Kini perkuliahan memasuki babak baru. Di Matrikulasi kami menyelam dengan kapal selam menuju Pulau Cahaya. Kini sampailah di jenjang Bunda Sayang. Para mahasiswi bisa berjalan-jalan di sepanjang Pantai Bentang Petualang. Para penjelajahnya disebut Sobatualang. Ohya ada yang berbeda dengan sebelumnya. Kini para mahasiswi digabungkan dengan grup regionalnya masing-masing. Tidak lintas regional seperti saat Matrikulasi dulu. Aku pribadi merasa senang-senang saja, karena dengan sistem yang seperti saat ini kita jadi bisa lebih kenal dekat dengan teman seperjuangan yang saling berdekatan domisilinya.

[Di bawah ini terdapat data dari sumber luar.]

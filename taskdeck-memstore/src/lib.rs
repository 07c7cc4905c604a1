//! In-memory reference backend for Taskdeck.
//!
//! [`MemoryStore`] implements the full [`RemoteStore`] contract: it owns
//! the record list, assigns ids and timestamps, validates input
//! server-side, and pushes a [`ChangeEvent`] to every live subscriber
//! for each successful write — including the writer's own, which is what
//! the client collection relies on as its update path.
//!
//! `set_unavailable` simulates backend connectivity loss so every
//! failure path of a consumer can be exercised.

use chrono::Utc;
use parking_lot::RwLock;
use std::sync::atomic::{AtomicBool, Ordering};
use tokio::sync::broadcast;

use taskdeck_core::remote::{
    ChangeAction, ChangeEvent, RemoteError, RemoteStore, SortHint, Subscription,
};
use taskdeck_core::task::{
    CreateTaskData, DESCRIPTION_MAX_LENGTH, Task, TaskId, TaskPatch, TITLE_MAX_LENGTH,
    TITLE_MIN_LENGTH,
};

/// Capacity of the change-event fan-out channel per store.
const EVENT_CHANNEL_CAPACITY: usize = 64;

/// An in-memory task backend with change-event fan-out.
///
/// The record list is guarded by a [`RwLock`] that is never held across
/// an await point; events go out through a [`broadcast`] channel so
/// every subscriber sees every change.
pub struct MemoryStore {
    records: RwLock<Vec<Task>>,
    events: broadcast::Sender<ChangeEvent>,
    unavailable: AtomicBool,
}

impl Default for MemoryStore {
    fn default() -> Self {
        Self::new()
    }
}

impl MemoryStore {
    /// Creates an empty store.
    #[must_use]
    pub fn new() -> Self {
        let (events, _) = broadcast::channel(EVENT_CHANNEL_CAPACITY);
        Self {
            records: RwLock::new(Vec::new()),
            events,
            unavailable: AtomicBool::new(false),
        }
    }

    /// Simulates connectivity loss: while set, every operation fails
    /// with [`RemoteError::Network`].
    pub fn set_unavailable(&self, unavailable: bool) {
        self.unavailable.store(unavailable, Ordering::SeqCst);
    }

    /// Number of records currently stored.
    #[must_use]
    pub fn len(&self) -> usize {
        self.records.read().len()
    }

    /// True when the store holds no records.
    #[must_use]
    pub fn is_empty(&self) -> bool {
        self.records.read().is_empty()
    }

    fn check_available(&self) -> Result<(), RemoteError> {
        if self.unavailable.load(Ordering::SeqCst) {
            return Err(RemoteError::Network("backend unavailable".to_string()));
        }
        Ok(())
    }

    fn validate(data: &CreateTaskData) -> Result<(), RemoteError> {
        let title_len = data.title.chars().count();
        if title_len < TITLE_MIN_LENGTH {
            return Err(RemoteError::Validation(format!(
                "title must be at least {TITLE_MIN_LENGTH} characters"
            )));
        }
        if title_len > TITLE_MAX_LENGTH {
            return Err(RemoteError::Validation(format!(
                "title must be at most {TITLE_MAX_LENGTH} characters"
            )));
        }
        if data.description.chars().count() > DESCRIPTION_MAX_LENGTH {
            return Err(RemoteError::Validation(format!(
                "description must be at most {DESCRIPTION_MAX_LENGTH} characters"
            )));
        }
        Ok(())
    }

    fn publish(&self, action: ChangeAction, record: Task) {
        // No live subscribers is fine; events are fan-out only.
        if self.events.send(ChangeEvent { action, record }).is_err() {
            tracing::trace!("change event dropped: no subscribers");
        }
    }
}

impl RemoteStore for MemoryStore {
    async fn list_all(&self, hint: SortHint) -> Result<Vec<Task>, RemoteError> {
        self.check_available()?;
        let mut tasks = self.records.read().clone();
        tasks.sort_by(|a, b| hint.compare(a, b));
        Ok(tasks)
    }

    async fn create(&self, data: CreateTaskData) -> Result<Task, RemoteError> {
        self.check_available()?;
        Self::validate(&data)?;

        let now = Utc::now();
        let task = Task {
            id: TaskId::new(),
            title: data.title,
            description: data.description,
            category: data.category,
            completed: data.completed,
            order: data.order,
            priority: data.priority,
            due_date: data.due_date,
            created: now,
            updated: now,
        };
        self.records.write().push(task.clone());
        tracing::debug!(id = %task.id, "task created");
        self.publish(ChangeAction::Create, task.clone());
        Ok(task)
    }

    async fn update(&self, id: &TaskId, patch: TaskPatch) -> Result<Task, RemoteError> {
        self.check_available()?;
        let updated = {
            let mut records = self.records.write();
            let task = records
                .iter_mut()
                .find(|t| t.id == *id)
                .ok_or_else(|| RemoteError::NotFound(id.clone()))?;
            patch.apply_to(task);
            task.updated = Utc::now();
            task.clone()
        };
        tracing::debug!(id = %id, "task updated");
        self.publish(ChangeAction::Update, updated.clone());
        Ok(updated)
    }

    async fn delete(&self, id: &TaskId) -> Result<(), RemoteError> {
        self.check_available()?;
        let removed = {
            let mut records = self.records.write();
            let position = records
                .iter()
                .position(|t| t.id == *id)
                .ok_or_else(|| RemoteError::NotFound(id.clone()))?;
            records.remove(position)
        };
        tracing::debug!(id = %id, "task deleted");
        self.publish(ChangeAction::Delete, removed);
        Ok(())
    }

    fn subscribe_all(&self) -> Subscription {
        Subscription::new(self.events.subscribe())
    }
}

Di Bunda Sayang ada 8 zona. Kini para Sobatualang ada di zona 1. Sebelum mengerjakan tantangan, kami mendapat materi dari Mba Nugraheni mengenai Self Awareness, Mengenali Diri Mempengaruhi Caraku Dalam Pengasuhan. Insight materi secara lengkap bisa dilihat di sini ya. Dari materi kemarin aku jadi semakin menyadari bahwa sangat penting bagi diri kita untuk sering-sering menengok kondisi diri seperti apa. Sering menanyakan kabar hati, kabar jiwa, kabar fisik. Harus selalu memiliki waktu untuk diri sendiri, setidaknya untuk memenuhi tiga kebutuhan dasar yaitu makan sehat, istirahat cukup, dan gerak ritmis. Jika kita sudah paham dengan kondisi diri, maka akan mudah bagi kita untuk menjalani hari-hari panjang pengasuhan dan aktivitas lainnya.

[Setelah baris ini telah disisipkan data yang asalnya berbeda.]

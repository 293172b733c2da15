/// Execute a callback on dropping of the container type.
///
/// The callback must not panic under any circumstance. Since it is called while dropping an item,
/// this might result in aborting program execution.
pub struct CallOnDrop {
    f: Option<Box<dyn FnOnce() + Send + 'static>>,
}

impl CallOnDrop {
    /// Creates a new `CallOnDrop`.
    pub fn new<F: FnOnce() + Send + 'static>(f: F) -> CallOnDrop {
        CallOnDrop {
            f: Some(Box::new(f)),
        }
    }
}

impl Drop for CallOnDrop {
    fn drop(&mut self) {
        if let Some(f) = self.f.take() {
            f();
        }
    }
}

#[cfg(test)]
mod tests {
    use std::sync::Arc;
    use std::sync::atomic::{AtomicUsize, Ordering};

    use super::*;

    #[test]
    fn test_call_on_drop() {
        let calls = Arc::new(AtomicUsize::new(0));
        let token = {
            let calls = Arc::clone(&calls);
            CallOnDrop::new(move || {
                calls.fetch_add(1, Ordering::Relaxed);
            })
        };
        assert_eq!(calls.load(Ordering::Relaxed), 0);
        drop(token);
        assert_eq!(calls.load(Ordering::Relaxed), 1);
    }
}
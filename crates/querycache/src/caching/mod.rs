//! # Query caching infrastructure
//!
//! Consumers tend to ask for the same handful of analytics queries over and over, from multiple
//! views and auto-refresh timers at once. This module contains the store that turns those into a
//! bounded set of remote fetches.
//!
//! ## Cache Layers
//!
//! - An in-memory layer, which serves every read. Entries are keyed by [`CacheKey`] and carry
//!   their own TTL. An entry past its TTL is *stale*: it is still returned by the store, and it
//!   is up to the caller to decide whether it is good enough.
//! - An optional durable layer on the file system, enabled by [`Config::cache_dir`]. Every
//!   change to the memory layer is mirrored to it in the background, and it is read exactly once
//!   on startup to warm the memory layer. Durable entries past their TTL are loaded as stale,
//!   entries older than [`CacheConfig::max_stale_age`] are deleted instead.
//!
//! Failures of the durable layer are logged and otherwise ignored, the in-memory layer never
//! waits for it.
//!
//! ## Eviction
//!
//! Entries leave the cache through explicit invalidation, through the durable layer dropping
//! them on load, or, with [`CacheConfig::max_entries`] set, by capacity. Capacity eviction
//! drops the least-recently-stored entry first.
//!
//! ### Metrics
//!
//! - `caches.access`: All accesses.
//! - `caches.memory.hit`: Accesses served fresh from memory.
//! - `caches.memory.stale`: Accesses served stale while being refreshed.
//! - `caches.fetch`: Remote fetches, tagged with their outcome `status`.
//! - `caches.fetch.coalesced`: Accesses that attached to a fetch already in flight.
//! - `caches.fetch.duration`: Time taken by remote fetches.
//! - `caches.revalidate`: Background refreshes started.
//! - `caches.evicted`: Entries dropped by capacity.
//! - `caches.memory.size`: The number of entries in memory.
//! - `caches.durable.write`: Operations applied to the durable layer, tagged with `op` and
//!   `status`.
//! - `caches.durable.load`: Entries loaded from the durable layer on startup.
//!
//! [`Config::cache_dir`]: crate::config::Config::cache_dir
//! [`CacheConfig::max_stale_age`]: crate::config::CacheConfig::max_stale_age
//! [`CacheConfig::max_entries`]: crate::config::CacheConfig::max_entries

mod cache_key;
pub mod durable;
mod store;

pub use cache_key::{CacheKey, CacheKeyBuilder, Params};
pub use durable::{DurableStorage, FsStorage, SerializedEntry};
pub use store::{CacheEntry, CacheStats, CacheStore, Payload};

Dan Zona 1 Pun dimulai hari ini hingga 14 hari kedepan. Kami diminta untuk mengisi Temperatur kebutuhan emosi seorang ibu dengan menceklis pernyataan yang sesuai dengan yang kita rasakan. Untuk mengisinya, diri ini sejenak memutar kembali perjalanan masa lalu, dari yang bisa diingat sampai saat ini. Apakah sebenarnya yang aku rasakan? Pernyataan mana yang sesuai dengan kondisiku saat ini? Oh, ini pengalaman yang menyenangkan karena sudah lama rasanya tidak melihat ke dalam diri sendiri 'sedalam' ini. Apakah kamu merasa dicintai, dipahami, dihargai, bernilai, kompeten, aman ataukah kamu merasa diabaikan? Tanyaku pada diri sendiri. Aku salin format jurnal digital yang diberikan oleh Bu Dekan dalam jurnal pribadi. Agar aku lebih merasakan proses pengerjaan jurnal ini sebagai me time spesialku dengan diri sendiri. Aku butuh waktu lebih lama dari hanya sekedar menceklis ringan pada setiap tabelnya.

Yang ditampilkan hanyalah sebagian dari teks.